(DATA UNDER STUDY begins)

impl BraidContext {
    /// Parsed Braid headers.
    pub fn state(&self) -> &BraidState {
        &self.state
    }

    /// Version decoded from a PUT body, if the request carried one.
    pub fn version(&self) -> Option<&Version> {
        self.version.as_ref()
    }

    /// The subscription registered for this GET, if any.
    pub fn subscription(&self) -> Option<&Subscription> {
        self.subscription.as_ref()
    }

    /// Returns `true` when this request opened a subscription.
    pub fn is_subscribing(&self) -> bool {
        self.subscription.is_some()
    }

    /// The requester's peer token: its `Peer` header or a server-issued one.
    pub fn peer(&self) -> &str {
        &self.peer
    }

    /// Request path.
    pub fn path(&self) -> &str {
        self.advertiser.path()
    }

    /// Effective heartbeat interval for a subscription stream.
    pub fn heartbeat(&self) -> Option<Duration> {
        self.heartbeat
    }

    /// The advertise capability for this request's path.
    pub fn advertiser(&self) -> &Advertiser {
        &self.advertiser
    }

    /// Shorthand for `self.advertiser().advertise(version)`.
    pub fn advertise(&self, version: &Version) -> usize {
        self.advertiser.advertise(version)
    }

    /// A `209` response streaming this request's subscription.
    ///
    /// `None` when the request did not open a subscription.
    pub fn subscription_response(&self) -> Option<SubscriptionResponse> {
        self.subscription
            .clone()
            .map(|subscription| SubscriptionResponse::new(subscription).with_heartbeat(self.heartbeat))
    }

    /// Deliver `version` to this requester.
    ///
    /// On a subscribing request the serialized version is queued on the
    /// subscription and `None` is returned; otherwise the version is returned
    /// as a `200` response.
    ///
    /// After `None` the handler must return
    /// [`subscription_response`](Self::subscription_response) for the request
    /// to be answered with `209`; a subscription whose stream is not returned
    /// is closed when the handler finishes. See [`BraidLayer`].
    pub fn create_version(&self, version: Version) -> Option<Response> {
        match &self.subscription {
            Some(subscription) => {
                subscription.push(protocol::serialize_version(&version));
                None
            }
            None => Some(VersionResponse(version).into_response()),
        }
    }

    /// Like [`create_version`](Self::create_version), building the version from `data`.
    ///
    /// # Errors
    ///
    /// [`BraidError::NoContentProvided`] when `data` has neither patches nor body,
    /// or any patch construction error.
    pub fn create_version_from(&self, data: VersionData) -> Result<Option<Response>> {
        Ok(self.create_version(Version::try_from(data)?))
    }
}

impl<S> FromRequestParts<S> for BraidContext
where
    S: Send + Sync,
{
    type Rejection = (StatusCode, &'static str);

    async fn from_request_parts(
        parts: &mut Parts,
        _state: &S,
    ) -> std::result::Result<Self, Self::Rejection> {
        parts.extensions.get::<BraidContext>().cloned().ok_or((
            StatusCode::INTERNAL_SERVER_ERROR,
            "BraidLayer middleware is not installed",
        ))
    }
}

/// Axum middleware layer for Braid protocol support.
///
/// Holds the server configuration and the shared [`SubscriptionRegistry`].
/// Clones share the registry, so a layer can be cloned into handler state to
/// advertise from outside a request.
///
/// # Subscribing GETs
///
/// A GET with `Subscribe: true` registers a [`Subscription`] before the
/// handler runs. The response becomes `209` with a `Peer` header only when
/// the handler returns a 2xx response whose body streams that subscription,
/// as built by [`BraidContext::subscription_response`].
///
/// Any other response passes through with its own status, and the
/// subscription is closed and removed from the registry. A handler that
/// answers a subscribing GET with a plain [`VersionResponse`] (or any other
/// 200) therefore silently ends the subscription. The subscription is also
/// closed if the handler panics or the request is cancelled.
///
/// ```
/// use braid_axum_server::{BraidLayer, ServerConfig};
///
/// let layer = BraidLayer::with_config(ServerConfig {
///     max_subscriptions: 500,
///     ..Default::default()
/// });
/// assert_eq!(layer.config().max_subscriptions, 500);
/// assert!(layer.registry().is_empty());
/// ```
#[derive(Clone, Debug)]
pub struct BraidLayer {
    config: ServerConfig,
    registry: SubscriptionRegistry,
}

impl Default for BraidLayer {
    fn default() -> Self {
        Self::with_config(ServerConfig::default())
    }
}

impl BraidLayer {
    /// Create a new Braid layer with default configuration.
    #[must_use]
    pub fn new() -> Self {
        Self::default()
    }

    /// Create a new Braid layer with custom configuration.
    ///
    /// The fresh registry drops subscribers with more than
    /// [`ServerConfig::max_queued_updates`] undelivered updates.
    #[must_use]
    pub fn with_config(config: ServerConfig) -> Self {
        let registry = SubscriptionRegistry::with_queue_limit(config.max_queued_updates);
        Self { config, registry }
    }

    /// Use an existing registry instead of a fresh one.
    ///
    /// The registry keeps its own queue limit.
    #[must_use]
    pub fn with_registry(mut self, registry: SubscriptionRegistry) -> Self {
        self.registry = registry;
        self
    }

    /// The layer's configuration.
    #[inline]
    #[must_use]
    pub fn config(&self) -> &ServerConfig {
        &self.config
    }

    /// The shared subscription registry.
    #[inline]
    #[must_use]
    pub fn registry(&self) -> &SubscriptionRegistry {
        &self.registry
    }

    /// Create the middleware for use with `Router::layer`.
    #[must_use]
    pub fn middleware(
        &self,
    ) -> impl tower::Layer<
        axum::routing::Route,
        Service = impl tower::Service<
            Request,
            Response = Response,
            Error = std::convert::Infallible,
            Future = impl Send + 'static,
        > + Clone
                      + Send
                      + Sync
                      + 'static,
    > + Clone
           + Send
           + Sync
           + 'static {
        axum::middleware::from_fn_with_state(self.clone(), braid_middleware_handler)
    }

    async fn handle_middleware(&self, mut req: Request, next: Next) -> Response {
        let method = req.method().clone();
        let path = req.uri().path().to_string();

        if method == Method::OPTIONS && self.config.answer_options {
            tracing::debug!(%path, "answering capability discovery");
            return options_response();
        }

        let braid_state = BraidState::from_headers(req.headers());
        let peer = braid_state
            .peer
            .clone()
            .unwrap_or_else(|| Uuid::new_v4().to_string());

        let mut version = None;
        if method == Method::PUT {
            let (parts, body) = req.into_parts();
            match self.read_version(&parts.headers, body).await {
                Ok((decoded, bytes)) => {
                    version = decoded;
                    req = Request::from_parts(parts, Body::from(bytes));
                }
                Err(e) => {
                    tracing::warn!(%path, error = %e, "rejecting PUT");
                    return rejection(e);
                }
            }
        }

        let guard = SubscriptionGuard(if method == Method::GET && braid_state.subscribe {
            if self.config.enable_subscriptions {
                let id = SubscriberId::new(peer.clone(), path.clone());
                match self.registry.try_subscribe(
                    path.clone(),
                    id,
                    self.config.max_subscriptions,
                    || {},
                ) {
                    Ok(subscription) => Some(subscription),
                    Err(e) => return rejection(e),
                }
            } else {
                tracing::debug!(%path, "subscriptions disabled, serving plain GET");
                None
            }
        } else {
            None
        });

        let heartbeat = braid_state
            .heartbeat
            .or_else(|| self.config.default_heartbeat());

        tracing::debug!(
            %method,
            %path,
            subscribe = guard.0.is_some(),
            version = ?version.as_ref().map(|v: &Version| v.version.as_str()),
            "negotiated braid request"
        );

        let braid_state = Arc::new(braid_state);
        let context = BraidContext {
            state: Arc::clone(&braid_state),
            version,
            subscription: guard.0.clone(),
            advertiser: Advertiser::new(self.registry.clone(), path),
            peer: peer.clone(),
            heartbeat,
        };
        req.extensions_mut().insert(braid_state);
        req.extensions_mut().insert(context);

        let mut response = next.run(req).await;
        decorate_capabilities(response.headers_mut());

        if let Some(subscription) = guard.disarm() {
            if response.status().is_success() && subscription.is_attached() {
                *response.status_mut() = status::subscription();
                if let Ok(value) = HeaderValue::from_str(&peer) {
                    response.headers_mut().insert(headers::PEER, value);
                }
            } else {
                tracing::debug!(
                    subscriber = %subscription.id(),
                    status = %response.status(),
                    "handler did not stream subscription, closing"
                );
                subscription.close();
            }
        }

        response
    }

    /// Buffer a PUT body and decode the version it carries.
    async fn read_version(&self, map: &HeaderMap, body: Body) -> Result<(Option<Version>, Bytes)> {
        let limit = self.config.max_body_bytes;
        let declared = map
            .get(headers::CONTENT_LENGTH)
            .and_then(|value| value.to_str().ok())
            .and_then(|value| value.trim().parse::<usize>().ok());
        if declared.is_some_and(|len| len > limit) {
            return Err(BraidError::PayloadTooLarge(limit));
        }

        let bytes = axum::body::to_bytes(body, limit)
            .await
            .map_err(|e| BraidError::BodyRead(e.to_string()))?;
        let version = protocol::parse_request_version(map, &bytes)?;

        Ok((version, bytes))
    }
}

(DATA UNDER STUDY ends)

Give only the number of lines in the material above that hold the word "declared".

_RESULT OF THE TASK_
2